== TRY IT ==
Only the lines that contain the string "clone" belong in the answer; pull them from the records.
○ ○ ○ ○ ○ ○ ○
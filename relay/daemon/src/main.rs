//! Relay Daemon
//!
//! Bridges a local Unix datagram socket and an rpmsg endpoint exposed as a
//! character device. Local clients send framed datagrams to the relay
//! socket; the last message from the remote processor is also readable by
//! anyone connecting to the read socket.
//!
//! # Usage
//!
//! ```bash
//! # Relay /dev/rpmsg0 with the defaults
//! relay-daemon
//!
//! # Another endpoint and device
//! relay-daemon --endpoint kws-app --protocol-id 19 --device /dev/rpmsg1
//!
//! # Without hardware: the remote side echoes every message
//! RUST_LOG=debug relay-daemon --loopback
//! ```
//!
//! # Files
//!
//! - Relay socket: `<runtime_dir>/nl-<protocol_id>.sock`
//! - Read socket: `<runtime_dir>/<endpoint>.last`
//! - PID file: `<runtime_dir>/relay-daemon.pid`
//!
//! `runtime_dir` defaults to `$XDG_RUNTIME_DIR/rproc-relay` (or
//! `/tmp/rproc-relay-$UID`).
//!
//! # Signals
//!
//! - SIGTERM/SIGINT: Graceful shutdown (tears down the relay, removes the
//!   PID file and sockets)

mod server;

use std::fs;
use std::io::Write;
use std::path::{Path, PathBuf};
use std::sync::atomic::{AtomicBool, Ordering};
use std::sync::Arc;

use anyhow::{Context, Result};
use clap::Parser;
use tokio::signal;
use tracing::{error, info, warn};

use relay_core::channel::{MemoryRemoteChannel, RpmsgCharChannel, UnixDatagramProvider};
use relay_core::{
    default_config_path, load_config_with_overrides, ConfigOverrides, RelayConfig,
    RelayRegistry, RemoteChannel,
};

use crate::server::{ReaderServer, ServerConfig};

/// Relay between a local datagram socket and a remote processor endpoint
#[derive(Debug, Parser)]
#[command(name = "relay-daemon", version, about)]
struct Args {
    /// Configuration file (default: $XDG_CONFIG_HOME/rproc-relay/relay.toml)
    #[arg(long, env = "RELAY_CONFIG")]
    config: Option<PathBuf>,

    /// Local channel protocol id
    #[arg(long)]
    protocol_id: Option<u32>,

    /// Remote endpoint name
    #[arg(long)]
    endpoint: Option<String>,

    /// rpmsg character device
    #[arg(long)]
    device: Option<PathBuf>,

    /// MTU of the rpmsg endpoint
    #[arg(long)]
    mtu: Option<usize>,

    /// Directory for sockets and the PID file
    #[arg(long)]
    runtime_dir: Option<PathBuf>,

    /// Use an in-process remote side that echoes every message
    #[arg(long)]
    loopback: bool,

    /// Allow more than one active pairing
    #[arg(long)]
    multi_instance: bool,
}

impl Args {
    fn overrides(&self) -> ConfigOverrides {
        let mut overrides = ConfigOverrides::new();
        if let Some(id) = self.protocol_id {
            overrides = overrides.with_protocol_id(id);
        }
        if let Some(ref name) = self.endpoint {
            overrides = overrides.with_endpoint_name(name.clone());
        }
        if let Some(ref device) = self.device {
            overrides = overrides.with_remote_device(device.clone());
        }
        if let Some(mtu) = self.mtu {
            overrides = overrides.with_remote_mtu(mtu);
        }
        if let Some(ref dir) = self.runtime_dir {
            overrides = overrides.with_runtime_dir(dir.clone());
        }
        if self.multi_instance {
            overrides = overrides.with_single_instance(false);
        }
        overrides
    }
}

/// Resolve the final configuration: file, environment, then CLI
fn resolve_config(args: &Args) -> Result<RelayConfig> {
    let path = args.config.clone().or_else(default_config_path);
    load_config_with_overrides(path, &args.overrides()).context("Failed to load configuration")
}

/// Write the PID file, refusing to run next to a live daemon
fn write_pid_file(path: &Path) -> Result<()> {
    if let Some(parent) = path.parent() {
        fs::create_dir_all(parent)?;
    }

    if let Ok(existing) = fs::read_to_string(path) {
        if let Ok(pid) = existing.trim().parse::<i32>() {
            let ours = u32::try_from(pid).ok() == Some(std::process::id());
            let alive = nix::sys::signal::kill(nix::unistd::Pid::from_raw(pid), None).is_ok();
            if alive && !ours {
                anyhow::bail!("Another relay daemon is running (pid {pid})");
            }
        }
        warn!(path = ?path, "Replacing stale PID file");
    }

    let pid = std::process::id();
    let mut file = fs::File::create(path)?;
    writeln!(file, "{pid}")?;

    info!(pid = pid, path = ?path, "PID file created");
    Ok(())
}

/// Remove the PID file
fn remove_pid_file(path: &Path) {
    if path.exists() {
        if let Err(e) = fs::remove_file(path) {
            warn!(error = %e, path = ?path, "Failed to remove PID file");
        } else {
            info!(path = ?path, "PID file removed");
        }
    }
}

/// Resolve when SIGINT or SIGTERM arrives
async fn shutdown_signal() -> Result<()> {
    #[cfg(unix)]
    let mut sigterm = signal::unix::signal(signal::unix::SignalKind::terminate())
        .context("Failed to install SIGTERM handler")?;

    #[cfg(unix)]
    let terminate = async move {
        sigterm.recv().await;
    };

    #[cfg(not(unix))]
    let terminate = std::future::pending::<()>();

    tokio::select! {
        result = signal::ctrl_c() => {
            result.context("Failed to install Ctrl+C handler")?;
            info!("Received Ctrl+C, shutting down");
        }
        () = terminate => {
            info!("Received SIGTERM, shutting down");
        }
    }

    Ok(())
}

fn open_remote(config: &RelayConfig, loopback: bool) -> Result<Arc<dyn RemoteChannel>> {
    if loopback {
        info!(mtu = config.remote_mtu, "Using loopback remote channel");
        return Ok(Arc::new(MemoryRemoteChannel::loopback(config.remote_mtu)));
    }

    let channel = RpmsgCharChannel::open(&config.remote_device, config.remote_mtu)
        .with_context(|| format!("Failed to open {:?}", config.remote_device))?;
    Ok(Arc::new(channel))
}

/// Everything between PID file creation and its removal
async fn serve(config: &RelayConfig, loopback: bool) -> Result<()> {
    let runtime_dir = config.runtime_dir();
    let registry = RelayRegistry::from_config(config);
    let provider = UnixDatagramProvider::new(&runtime_dir);

    let remote = open_remote(config, loopback)?;
    let handle = registry
        .establish(config, remote, &provider)
        .await
        .with_context(|| format!("Failed to establish endpoint {}", config.endpoint_name))?;

    info!(
        endpoint = %config.endpoint_name,
        socket = ?provider.socket_path(config.protocol_id),
        "Relay established"
    );

    let reader_server = ReaderServer::new(
        config.reader_socket_path(),
        config.endpoint_name.clone(),
        registry.clone(),
        ServerConfig {
            read_chunk: config.read_chunk,
            ..ServerConfig::default()
        },
    );
    let listener = match reader_server.bind() {
        Ok(listener) => listener,
        Err(e) => {
            registry.teardown_all().await;
            return Err(e);
        }
    };

    info!(path = ?reader_server.socket_path(), "Passive read surface ready");

    let stop_readers = Arc::new(AtomicBool::new(false));
    let reader_task = {
        let stop = Arc::clone(&stop_readers);
        tokio::spawn(async move { reader_server.run(listener, stop).await })
    };

    let outcome = tokio::select! {
        result = shutdown_signal() => result,
        () = handle.closed() => {
            warn!(endpoint = %config.endpoint_name, "Remote endpoint went away");
            Ok(())
        }
    };

    info!("Performing graceful shutdown...");
    registry.teardown_all().await;

    stop_readers.store(true, Ordering::SeqCst);
    match reader_task.await {
        Ok(Ok(())) => {}
        Ok(Err(e)) => warn!(error = %e, "Read server shutdown error"),
        Err(e) => warn!(error = %e, "Read server task failed"),
    }

    let stats = handle.stats();
    info!(
        local_received = stats.local_received,
        remote_received = stats.remote_received,
        dropped_oversize = stats.dropped_oversize,
        send_failures = stats.send_failures,
        "Relay statistics"
    );

    outcome
}

#[tokio::main]
async fn main() -> Result<()> {
    tracing_subscriber::fmt()
        .with_env_filter(
            tracing_subscriber::EnvFilter::from_default_env()
                .add_directive("relay_daemon=info".parse()?)
                .add_directive("relay_core=info".parse()?),
        )
        .with_target(true)
        .init();

    let args = Args::parse();
    let config = resolve_config(&args)?;

    info!("Starting Relay Daemon");
    info!(
        source = %config.source,
        endpoint = %config.endpoint_name,
        protocol_id = config.protocol_id,
        "Configuration loaded"
    );

    let pid_path = config.runtime_dir().join("relay-daemon.pid");
    if let Err(e) = write_pid_file(&pid_path) {
        error!(error = %e, "Failed to write PID file");
        return Err(e.context(format!("Failed to write PID file at {pid_path:?}")));
    }

    let result = serve(&config, args.loopback).await;
    if let Err(ref e) = result {
        error!(error = %e, "Relay daemon failed");
    }

    remove_pid_file(&pid_path);
    info!("Relay daemon stopped");
    result
}

#[cfg(test)]
mod tests {
    use super::*;
    use tempfile::TempDir;

    #[test]
    fn test_args_map_to_overrides() {
        let args = Args::parse_from([
            "relay-daemon",
            "--protocol-id",
            "19",
            "--endpoint",
            "kws-app",
            "--mtu",
            "256",
            "--multi-instance",
        ]);
        let mut config = RelayConfig::default();
        args.overrides().apply(&mut config);

        assert_eq!(config.protocol_id, 19);
        assert_eq!(config.endpoint_name, "kws-app");
        assert_eq!(config.remote_mtu, 256);
        assert!(!config.single_instance);
        assert!(!args.loopback);
    }

    #[test]
    fn test_cli_mtu_replaces_invalid_env_mtu() {
        let temp_dir = TempDir::new().unwrap();
        let missing = temp_dir.path().join("relay.toml");
        let missing = missing.to_str().unwrap();

        std::env::set_var("RELAY_MTU", "0");
        let fixed = resolve_config(&Args::parse_from([
            "relay-daemon",
            "--config",
            missing,
            "--mtu",
            "496",
        ]));
        let broken = resolve_config(&Args::parse_from(["relay-daemon", "--config", missing]));
        std::env::remove_var("RELAY_MTU");

        assert_eq!(fixed.unwrap().remote_mtu, 496);
        assert!(broken.is_err());
    }

    #[test]
    fn test_no_args_no_overrides() {
        let args = Args::parse_from(["relay-daemon"]);
        assert!(args.overrides().is_empty());
    }

    #[test]
    fn test_pid_file_lifecycle() {
        let temp_dir = TempDir::new().unwrap();
        let path = temp_dir.path().join("run").join("relay-daemon.pid");

        write_pid_file(&path).unwrap();
        let written = fs::read_to_string(&path).unwrap();
        assert_eq!(written.trim(), std::process::id().to_string());

        // Our own PID does not count as another daemon
        write_pid_file(&path).unwrap();

        remove_pid_file(&path);
        assert!(!path.exists());
    }

    #[test]
    fn test_stale_pid_file_is_replaced() {
        let temp_dir = TempDir::new().unwrap();
        let path = temp_dir.path().join("relay-daemon.pid");
        fs::write(&path, "not-a-pid\n").unwrap();

        write_pid_file(&path).unwrap();
        let written = fs::read_to_string(&path).unwrap();
        assert_eq!(written.trim(), std::process::id().to_string());
    }
}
○ ○ ○ ○ ○ ○ ○
== EXPECTED ANSWER ==
            overrides = overrides.with_endpoint_name(name.clone());
            overrides = overrides.with_remote_device(device.clone());
            overrides = overrides.with_runtime_dir(dir.clone());
    let path = args.config.clone().or_else(default_config_path);
        config.endpoint_name.clone(),
        registry.clone(),
        let stop = Arc::clone(&stop_readers);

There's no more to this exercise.